I could not tell when and why my feelings got so deep. But with the perfection of your body, the beauty in your eyes, that smile that makes me go weak...what other option would I have? How you kindled my dark with the immortal lustres of the day. All I ever wanted was to be that person you told all your secrets to, that person you banked all your trust on. Will it be strange for me to say, I sleep only to dream of you? Well...

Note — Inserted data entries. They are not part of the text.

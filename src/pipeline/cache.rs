use std::collections::HashMap;

use chrono::NaiveDate;
use sha2::{Digest, Sha256};

use crate::model::{EnrichedRecord, GradeWeights};

/// Identity key for an upload: lowercase hex SHA-256 of the raw bytes.
/// Re-uploading identical bytes maps to the same cache entry.
pub fn content_key(bytes: &[u8]) -> String {
    hex::encode(Sha256::digest(bytes))
}

/// The last enriched table computed for an upload, with the inputs it was
/// computed under. A lookup only counts as a hit when both match, since
/// durations depend on the reference date.
#[derive(Debug, Clone)]
pub struct CacheEntry {
    pub as_of: NaiveDate,
    pub weights: GradeWeights,
    pub rows: Vec<EnrichedRecord>,
}

/// Explicit memoization map from content key to the last computed
/// enriched table. Invalidated explicitly on a refresh action; there is
/// no implicit expiry.
#[derive(Debug, Default)]
pub struct EnrichedCache {
    entries: HashMap<String, CacheEntry>,
}

impl EnrichedCache {
    pub fn get(&self, key: &str, as_of: NaiveDate, weights: &GradeWeights) -> Option<&CacheEntry> {
        self.entries
            .get(key)
            .filter(|entry| entry.as_of == as_of && entry.weights == *weights)
    }

    pub fn insert(&mut self, key: String, entry: CacheEntry) {
        self.entries.insert(key, entry);
    }

    /// Drop the entry for `key`. Returns whether one existed.
    pub fn invalidate(&mut self, key: &str) -> bool {
        self.entries.remove(key).is_some()
    }

    pub fn len(&self) -> usize {
        self.entries.len()
    }

    pub fn is_empty(&self) -> bool {
        self.entries.is_empty()
    }
}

Will you take me back? I know I broke your heart. I know I promised heaven, took you in circles then left you in hell. I know I promised not to be like everyone else but ended up to be the exact replica of the cliché blueprint. A transient spark of flickering flame set in loam of clay. I know I promised to be there for you when you are down but I let you fall hard on the rock bottom of my empty promises and broken lies. I know I promised our relationship to be bliss but it ended up being a petri dish full of heartache and misery. I know I came in your life kicked everything upside down in the name of spontaneity just to leave you in a turmoil unable to find your way back to happiness. I also know I cannot make all this wrongs and disappointments right.

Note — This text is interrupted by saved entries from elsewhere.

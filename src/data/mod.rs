pub mod fields;

use std::io::Read;
use std::path::Path;

use anyhow::{Context, Result};

use crate::model::RawRecord;

/// Load screener rows from a CSV file on disk.
pub fn load_records(path: &Path) -> Result<Vec<RawRecord>> {
    let mut rdr = csv::Reader::from_path(path)
        .with_context(|| format!("opening CSV file {}", path.display()))?;
    let rows: Vec<RawRecord> = rdr
        .deserialize()
        .collect::<Result<Vec<_>, _>>()
        .with_context(|| format!("parsing CSV file {}", path.display()))?;
    Ok(rows)
}

/// Read screener rows from any reader (uploaded bytes, test fixtures).
pub fn read_records<R: Read>(reader: R) -> Result<Vec<RawRecord>> {
    let mut rdr = csv::Reader::from_reader(reader);
    let rows: Vec<RawRecord> = rdr
        .deserialize()
        .collect::<Result<Vec<_>, _>>()
        .context("parsing uploaded CSV")?;
    Ok(rows)
}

Every ounce of your love, you had enriched me. It is a fact. Patience is a virtue and patient with me you were. Mistake after mistake. You even let me take away, your last bit of innocence. Still, all that was not enough. I still craved for more. I craved for more, not from you, but others like you.

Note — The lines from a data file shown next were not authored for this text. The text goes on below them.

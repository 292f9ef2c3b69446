use anyhow::Result;
use async_trait::async_trait;
use uuid::Uuid;

use crate::models::{CreateSeoMetadata, SeoMetadata};
use crate::seo::SeoStore;
use super::Database;

const SEO_COLUMNS: &str = "id, page_path, title, description, keywords, og_title, og_description, \
    og_image, canonical_url, no_index, created_at, updated_at";

impl Database {
    pub async fn get_all_seo_metadata(&self) -> Result<Vec<SeoMetadata>> {
        let records = sqlx::query_as::<_, SeoMetadata>(&format!(
            "SELECT {SEO_COLUMNS} FROM seo_metadata ORDER BY page_path"
        ))
        .fetch_all(&self.pool)
        .await?;

        Ok(records)
    }

    pub async fn get_seo_metadata_by_id(&self, id: Uuid) -> Result<Option<SeoMetadata>> {
        let record = sqlx::query_as::<_, SeoMetadata>(&format!(
            "SELECT {SEO_COLUMNS} FROM seo_metadata WHERE id = $1"
        ))
        .bind(id)
        .fetch_optional(&self.pool)
        .await?;

        Ok(record)
    }

    /// `page_path` must already be normalized.
    pub async fn get_seo_metadata_by_path(&self, page_path: &str) -> Result<Option<SeoMetadata>> {
        let record = sqlx::query_as::<_, SeoMetadata>(&format!(
            "SELECT {SEO_COLUMNS} FROM seo_metadata WHERE page_path = $1"
        ))
        .bind(page_path)
        .fetch_optional(&self.pool)
        .await?;

        Ok(record)
    }

    pub async fn create_seo_metadata(&self, record: &CreateSeoMetadata) -> Result<SeoMetadata> {
        let created = sqlx::query_as::<_, SeoMetadata>(&format!(
            r#"
            INSERT INTO seo_metadata
                (page_path, title, description, keywords, og_title, og_description,
                 og_image, canonical_url, no_index)
            VALUES ($1, $2, $3, $4, $5, $6, $7, $8, $9)
            RETURNING {SEO_COLUMNS}
            "#
        ))
        .bind(&record.page_path)
        .bind(&record.title)
        .bind(&record.description)
        .bind(&record.keywords)
        .bind(&record.og_title)
        .bind(&record.og_description)
        .bind(&record.og_image)
        .bind(&record.canonical_url)
        .bind(record.no_index)
        .fetch_one(&self.pool)
        .await?;

        Ok(created)
    }

    pub async fn update_seo_metadata(&self, record: &SeoMetadata) -> Result<Option<SeoMetadata>> {
        let updated = sqlx::query_as::<_, SeoMetadata>(&format!(
            r#"
            UPDATE seo_metadata SET
                page_path = $1, title = $2, description = $3, keywords = $4, og_title = $5,
                og_description = $6, og_image = $7, canonical_url = $8, no_index = $9,
                updated_at = NOW()
            WHERE id = $10
            RETURNING {SEO_COLUMNS}
            "#
        ))
        .bind(&record.page_path)
        .bind(&record.title)
        .bind(&record.description)
        .bind(&record.keywords)
        .bind(&record.og_title)
        .bind(&record.og_description)
        .bind(&record.og_image)
        .bind(&record.canonical_url)
        .bind(record.no_index)
        .bind(record.id)
        .fetch_optional(&self.pool)
        .await?;

        Ok(updated)
    }

    pub async fn delete_seo_metadata(&self, id: Uuid) -> Result<bool> {
        let result = sqlx::query("DELETE FROM seo_metadata WHERE id = $1")
            .bind(id)
            .execute(&self.pool)
            .await?;

        Ok(result.rows_affected() > 0)
    }
}

#[async_trait]
impl SeoStore for Database {
    async fn find_by_path(&self, page_path: &str) -> Result<Option<SeoMetadata>> {
        self.get_seo_metadata_by_path(page_path).await
    }
}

If you take me back, I will dedicate my life solely to making you happy. Wipe your tears and help piece back together the heart I broke to a million pieces. Even if it is impossible, I will try. I will pick every shard of your heart and fix it in its place even if it means cutting myself in the process. And those Rose flowers that you like so much, I will make sure you get a bouquet every morning you wake. I know I said they are a cliché, thorny and they smelled funny but now I understand why you love them. They are supposed to remind me that you might appear ordinary and mundane but if I run my fingers through the branches I will find your edges and thorns. Thorns that make you unique, a gem to be valued.  Now I know that, your absence has made my heart to grow fonder for you, knowing that I caused you sorrow wrinkles my soul. Please forgive me, and I will value you for the gold bricks that you are and not dimes that I took you for before. Say the word and you are mine I will not deceive again.

Every night, I feel a tear roll down my cheek. I am sorry to have pushed you away. Sorry I was not there for you. My heart hurts and I know yours hurts too. Even much more. How could it be that I let our love fall? Now all I have left of you are the memories of the goodness I have lost. A loss that brings sadness every time I think of your name.

Therefore, if you take me back what is mine will be yours.  You will be my window, giving me a clear view of the good things that my future holds and I will be like the rain ready to fall and wash away your pain. We will hold hands and face the world together. Remember when we first met? It was we against the world; will we ever find our way back there? Let us find US again. Remember when we sat at the balcony and watched clouds envelop the moon! We sat there blissfully unaware of time as it passed by, as the cold faded away overpowered by the beating of two hearts merging into oneness. I sometimes find myself walking, not knowing where to go but I always end up in that special place that we know. Remember that time we filled an empty wine bottle with Coca-Cola, dimmed the lights and lit a candle pretended to be in a savvy hotel in Vienna having an expensive romantic dinner. I remember all that. I miss all that. I want all that back. There is only one person I want it with. YOU. I know I am the one who put all this in jeopardy but I promise never again.